**RECORDS**.
-------------------------

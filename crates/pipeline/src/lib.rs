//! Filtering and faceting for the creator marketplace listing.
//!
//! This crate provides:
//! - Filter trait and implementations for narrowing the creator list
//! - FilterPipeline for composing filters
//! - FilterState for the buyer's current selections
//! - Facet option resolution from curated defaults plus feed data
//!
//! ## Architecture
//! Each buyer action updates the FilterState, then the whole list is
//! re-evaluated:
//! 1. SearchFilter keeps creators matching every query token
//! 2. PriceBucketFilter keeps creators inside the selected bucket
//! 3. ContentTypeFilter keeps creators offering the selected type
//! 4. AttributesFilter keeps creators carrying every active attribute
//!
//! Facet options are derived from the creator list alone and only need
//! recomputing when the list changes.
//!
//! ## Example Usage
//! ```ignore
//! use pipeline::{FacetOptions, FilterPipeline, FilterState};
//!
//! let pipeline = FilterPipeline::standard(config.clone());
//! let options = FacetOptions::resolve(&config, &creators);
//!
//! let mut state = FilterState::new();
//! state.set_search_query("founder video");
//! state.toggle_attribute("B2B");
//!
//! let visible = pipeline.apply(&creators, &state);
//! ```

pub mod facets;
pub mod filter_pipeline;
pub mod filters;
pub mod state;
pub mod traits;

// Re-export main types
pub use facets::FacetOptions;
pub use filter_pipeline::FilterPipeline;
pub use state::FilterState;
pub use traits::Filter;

-------------------------

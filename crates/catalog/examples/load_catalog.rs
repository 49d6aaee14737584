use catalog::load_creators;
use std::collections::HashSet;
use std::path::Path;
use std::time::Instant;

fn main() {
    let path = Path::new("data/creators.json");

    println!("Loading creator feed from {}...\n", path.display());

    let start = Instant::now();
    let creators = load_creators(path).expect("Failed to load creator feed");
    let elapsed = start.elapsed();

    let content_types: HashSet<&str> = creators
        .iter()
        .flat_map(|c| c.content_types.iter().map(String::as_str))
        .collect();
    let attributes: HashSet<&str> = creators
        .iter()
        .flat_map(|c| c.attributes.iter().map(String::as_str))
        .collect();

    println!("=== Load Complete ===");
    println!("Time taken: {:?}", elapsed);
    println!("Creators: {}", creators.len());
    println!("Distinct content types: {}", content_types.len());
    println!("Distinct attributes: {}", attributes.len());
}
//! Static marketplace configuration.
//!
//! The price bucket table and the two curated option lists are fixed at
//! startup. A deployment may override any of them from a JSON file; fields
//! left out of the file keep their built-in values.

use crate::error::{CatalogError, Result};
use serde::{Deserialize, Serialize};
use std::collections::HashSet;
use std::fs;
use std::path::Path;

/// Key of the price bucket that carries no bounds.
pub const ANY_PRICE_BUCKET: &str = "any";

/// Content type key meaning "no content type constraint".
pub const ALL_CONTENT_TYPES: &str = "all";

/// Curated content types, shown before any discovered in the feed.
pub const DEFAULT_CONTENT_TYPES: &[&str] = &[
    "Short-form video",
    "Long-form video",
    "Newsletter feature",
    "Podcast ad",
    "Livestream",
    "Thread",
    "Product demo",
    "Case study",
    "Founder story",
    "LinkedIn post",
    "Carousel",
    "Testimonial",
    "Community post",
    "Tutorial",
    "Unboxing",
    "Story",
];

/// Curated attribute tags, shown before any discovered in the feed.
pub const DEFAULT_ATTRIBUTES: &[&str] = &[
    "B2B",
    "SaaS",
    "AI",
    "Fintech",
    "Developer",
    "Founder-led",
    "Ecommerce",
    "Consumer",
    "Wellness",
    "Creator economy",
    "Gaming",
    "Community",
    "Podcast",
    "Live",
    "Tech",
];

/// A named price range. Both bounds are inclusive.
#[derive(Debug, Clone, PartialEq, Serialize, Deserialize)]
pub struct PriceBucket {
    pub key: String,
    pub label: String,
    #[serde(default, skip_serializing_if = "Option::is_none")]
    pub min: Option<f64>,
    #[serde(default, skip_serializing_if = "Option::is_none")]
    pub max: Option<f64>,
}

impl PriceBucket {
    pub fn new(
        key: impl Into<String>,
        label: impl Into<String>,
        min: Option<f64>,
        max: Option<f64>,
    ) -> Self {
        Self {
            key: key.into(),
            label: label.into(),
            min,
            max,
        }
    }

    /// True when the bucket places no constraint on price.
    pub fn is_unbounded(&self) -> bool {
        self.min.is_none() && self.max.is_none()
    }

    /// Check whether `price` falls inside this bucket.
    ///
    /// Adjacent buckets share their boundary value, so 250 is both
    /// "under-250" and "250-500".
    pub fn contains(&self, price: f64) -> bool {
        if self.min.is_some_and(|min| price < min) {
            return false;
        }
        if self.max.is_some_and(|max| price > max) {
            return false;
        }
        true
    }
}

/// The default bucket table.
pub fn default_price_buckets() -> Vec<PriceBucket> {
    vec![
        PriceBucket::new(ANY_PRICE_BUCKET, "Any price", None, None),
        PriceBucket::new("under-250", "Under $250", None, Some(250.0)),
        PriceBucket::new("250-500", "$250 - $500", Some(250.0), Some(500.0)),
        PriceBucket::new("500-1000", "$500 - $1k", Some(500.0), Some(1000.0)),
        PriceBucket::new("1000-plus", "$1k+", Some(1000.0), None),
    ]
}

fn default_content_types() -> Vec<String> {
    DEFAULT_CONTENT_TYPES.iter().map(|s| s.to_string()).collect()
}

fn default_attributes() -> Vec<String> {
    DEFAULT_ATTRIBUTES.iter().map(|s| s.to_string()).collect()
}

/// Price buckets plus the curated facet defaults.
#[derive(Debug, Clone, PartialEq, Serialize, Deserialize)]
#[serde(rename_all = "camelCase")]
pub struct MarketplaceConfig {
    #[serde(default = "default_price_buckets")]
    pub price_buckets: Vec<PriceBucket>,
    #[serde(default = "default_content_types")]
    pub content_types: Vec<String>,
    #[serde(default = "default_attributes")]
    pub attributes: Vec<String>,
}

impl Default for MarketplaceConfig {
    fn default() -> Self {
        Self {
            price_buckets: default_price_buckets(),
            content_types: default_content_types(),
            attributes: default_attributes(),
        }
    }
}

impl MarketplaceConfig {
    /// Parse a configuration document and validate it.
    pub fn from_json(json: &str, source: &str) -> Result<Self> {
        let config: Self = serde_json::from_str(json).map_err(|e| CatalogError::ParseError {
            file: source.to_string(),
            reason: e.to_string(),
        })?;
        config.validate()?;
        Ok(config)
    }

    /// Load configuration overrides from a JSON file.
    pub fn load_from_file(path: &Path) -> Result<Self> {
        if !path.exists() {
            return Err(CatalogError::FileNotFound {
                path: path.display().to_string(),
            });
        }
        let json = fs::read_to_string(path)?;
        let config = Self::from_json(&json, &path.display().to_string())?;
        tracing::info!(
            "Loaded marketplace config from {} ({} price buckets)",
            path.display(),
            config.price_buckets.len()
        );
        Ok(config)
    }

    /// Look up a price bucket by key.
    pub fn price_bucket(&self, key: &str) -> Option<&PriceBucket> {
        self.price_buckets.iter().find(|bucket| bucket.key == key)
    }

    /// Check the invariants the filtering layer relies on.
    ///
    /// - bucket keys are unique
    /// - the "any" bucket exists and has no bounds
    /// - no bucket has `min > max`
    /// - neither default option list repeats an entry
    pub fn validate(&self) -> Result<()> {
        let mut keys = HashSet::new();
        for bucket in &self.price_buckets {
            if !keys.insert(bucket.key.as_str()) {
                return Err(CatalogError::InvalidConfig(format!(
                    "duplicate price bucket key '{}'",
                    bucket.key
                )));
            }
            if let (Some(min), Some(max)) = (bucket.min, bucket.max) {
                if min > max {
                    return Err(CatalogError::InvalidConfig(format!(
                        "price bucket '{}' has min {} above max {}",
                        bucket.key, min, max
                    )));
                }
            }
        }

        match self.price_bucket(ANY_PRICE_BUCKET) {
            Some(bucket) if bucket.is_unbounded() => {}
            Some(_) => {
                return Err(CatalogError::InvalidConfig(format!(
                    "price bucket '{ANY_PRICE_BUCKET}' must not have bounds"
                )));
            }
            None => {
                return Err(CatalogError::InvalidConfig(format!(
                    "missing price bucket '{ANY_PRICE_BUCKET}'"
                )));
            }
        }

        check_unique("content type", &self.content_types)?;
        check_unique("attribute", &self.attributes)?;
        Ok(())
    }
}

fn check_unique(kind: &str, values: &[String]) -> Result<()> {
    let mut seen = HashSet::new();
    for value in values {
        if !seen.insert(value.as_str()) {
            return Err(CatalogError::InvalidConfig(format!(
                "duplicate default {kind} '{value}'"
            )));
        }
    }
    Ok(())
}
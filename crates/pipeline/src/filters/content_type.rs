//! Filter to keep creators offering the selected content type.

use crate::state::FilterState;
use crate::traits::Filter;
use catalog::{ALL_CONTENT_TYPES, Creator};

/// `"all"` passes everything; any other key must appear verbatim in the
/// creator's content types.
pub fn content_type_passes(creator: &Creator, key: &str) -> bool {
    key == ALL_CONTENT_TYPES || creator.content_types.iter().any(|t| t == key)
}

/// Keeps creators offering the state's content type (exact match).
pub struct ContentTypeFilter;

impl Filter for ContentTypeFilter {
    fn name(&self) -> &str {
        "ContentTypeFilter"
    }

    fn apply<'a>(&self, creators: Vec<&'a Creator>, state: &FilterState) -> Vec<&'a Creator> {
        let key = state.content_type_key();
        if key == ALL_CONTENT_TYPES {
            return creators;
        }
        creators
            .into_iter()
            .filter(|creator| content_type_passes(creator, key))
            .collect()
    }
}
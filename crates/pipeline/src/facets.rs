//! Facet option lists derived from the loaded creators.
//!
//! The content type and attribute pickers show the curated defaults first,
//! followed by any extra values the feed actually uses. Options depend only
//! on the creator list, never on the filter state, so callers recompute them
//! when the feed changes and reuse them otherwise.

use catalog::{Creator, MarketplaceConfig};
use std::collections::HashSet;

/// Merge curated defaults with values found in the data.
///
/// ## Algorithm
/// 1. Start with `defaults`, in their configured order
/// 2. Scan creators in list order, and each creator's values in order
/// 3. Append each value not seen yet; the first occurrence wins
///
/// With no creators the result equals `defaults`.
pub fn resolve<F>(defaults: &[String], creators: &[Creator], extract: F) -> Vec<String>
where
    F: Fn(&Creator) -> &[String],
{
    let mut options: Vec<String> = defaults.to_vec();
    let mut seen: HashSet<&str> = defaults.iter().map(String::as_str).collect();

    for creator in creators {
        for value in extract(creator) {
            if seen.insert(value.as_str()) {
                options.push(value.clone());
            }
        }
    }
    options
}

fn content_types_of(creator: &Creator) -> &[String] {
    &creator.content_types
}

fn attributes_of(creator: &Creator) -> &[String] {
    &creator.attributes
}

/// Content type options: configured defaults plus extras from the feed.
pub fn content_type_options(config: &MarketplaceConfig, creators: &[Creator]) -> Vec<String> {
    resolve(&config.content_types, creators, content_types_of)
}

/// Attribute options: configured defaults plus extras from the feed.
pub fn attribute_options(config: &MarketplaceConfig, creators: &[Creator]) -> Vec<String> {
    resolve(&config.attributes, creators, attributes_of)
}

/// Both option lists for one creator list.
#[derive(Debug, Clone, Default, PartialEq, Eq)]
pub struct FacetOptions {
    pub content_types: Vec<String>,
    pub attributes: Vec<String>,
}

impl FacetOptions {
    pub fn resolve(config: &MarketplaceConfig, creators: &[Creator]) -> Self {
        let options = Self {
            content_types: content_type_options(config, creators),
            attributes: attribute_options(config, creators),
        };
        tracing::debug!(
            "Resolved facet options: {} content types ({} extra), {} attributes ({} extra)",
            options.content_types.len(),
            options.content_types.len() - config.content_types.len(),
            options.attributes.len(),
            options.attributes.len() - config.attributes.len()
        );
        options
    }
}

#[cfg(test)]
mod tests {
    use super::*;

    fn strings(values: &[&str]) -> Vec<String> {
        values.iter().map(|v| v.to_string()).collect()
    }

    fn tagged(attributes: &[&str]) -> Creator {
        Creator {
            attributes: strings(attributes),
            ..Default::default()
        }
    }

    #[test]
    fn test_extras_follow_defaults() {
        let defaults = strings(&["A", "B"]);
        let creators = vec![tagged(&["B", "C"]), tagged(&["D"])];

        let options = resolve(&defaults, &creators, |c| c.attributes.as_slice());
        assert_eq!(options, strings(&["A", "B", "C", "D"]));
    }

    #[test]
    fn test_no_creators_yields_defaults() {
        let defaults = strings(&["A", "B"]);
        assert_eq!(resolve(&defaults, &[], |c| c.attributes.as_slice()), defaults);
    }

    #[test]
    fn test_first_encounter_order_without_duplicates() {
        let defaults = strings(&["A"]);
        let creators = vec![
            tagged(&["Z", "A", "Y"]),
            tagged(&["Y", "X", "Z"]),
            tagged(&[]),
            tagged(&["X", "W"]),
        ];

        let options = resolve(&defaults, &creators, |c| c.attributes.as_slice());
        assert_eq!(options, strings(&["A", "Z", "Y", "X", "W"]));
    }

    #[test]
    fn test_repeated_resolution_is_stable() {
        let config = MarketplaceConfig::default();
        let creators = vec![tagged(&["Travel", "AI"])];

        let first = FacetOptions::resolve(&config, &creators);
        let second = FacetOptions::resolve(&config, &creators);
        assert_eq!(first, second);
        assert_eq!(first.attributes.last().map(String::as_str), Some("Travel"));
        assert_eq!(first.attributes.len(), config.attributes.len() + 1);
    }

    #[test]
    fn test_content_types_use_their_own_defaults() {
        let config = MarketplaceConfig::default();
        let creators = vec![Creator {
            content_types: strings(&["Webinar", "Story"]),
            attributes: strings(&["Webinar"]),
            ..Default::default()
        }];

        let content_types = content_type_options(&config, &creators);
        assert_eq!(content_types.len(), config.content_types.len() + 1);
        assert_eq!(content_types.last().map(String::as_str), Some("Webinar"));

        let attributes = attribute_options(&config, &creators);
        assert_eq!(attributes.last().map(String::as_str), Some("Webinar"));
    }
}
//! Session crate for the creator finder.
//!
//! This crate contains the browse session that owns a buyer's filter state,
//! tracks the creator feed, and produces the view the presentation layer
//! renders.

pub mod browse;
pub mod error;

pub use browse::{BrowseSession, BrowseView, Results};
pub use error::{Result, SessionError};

-------------------------

Only one number is expected: the count of lines in the entries holding the string "path".

**RESULT OF THE TASK**. 11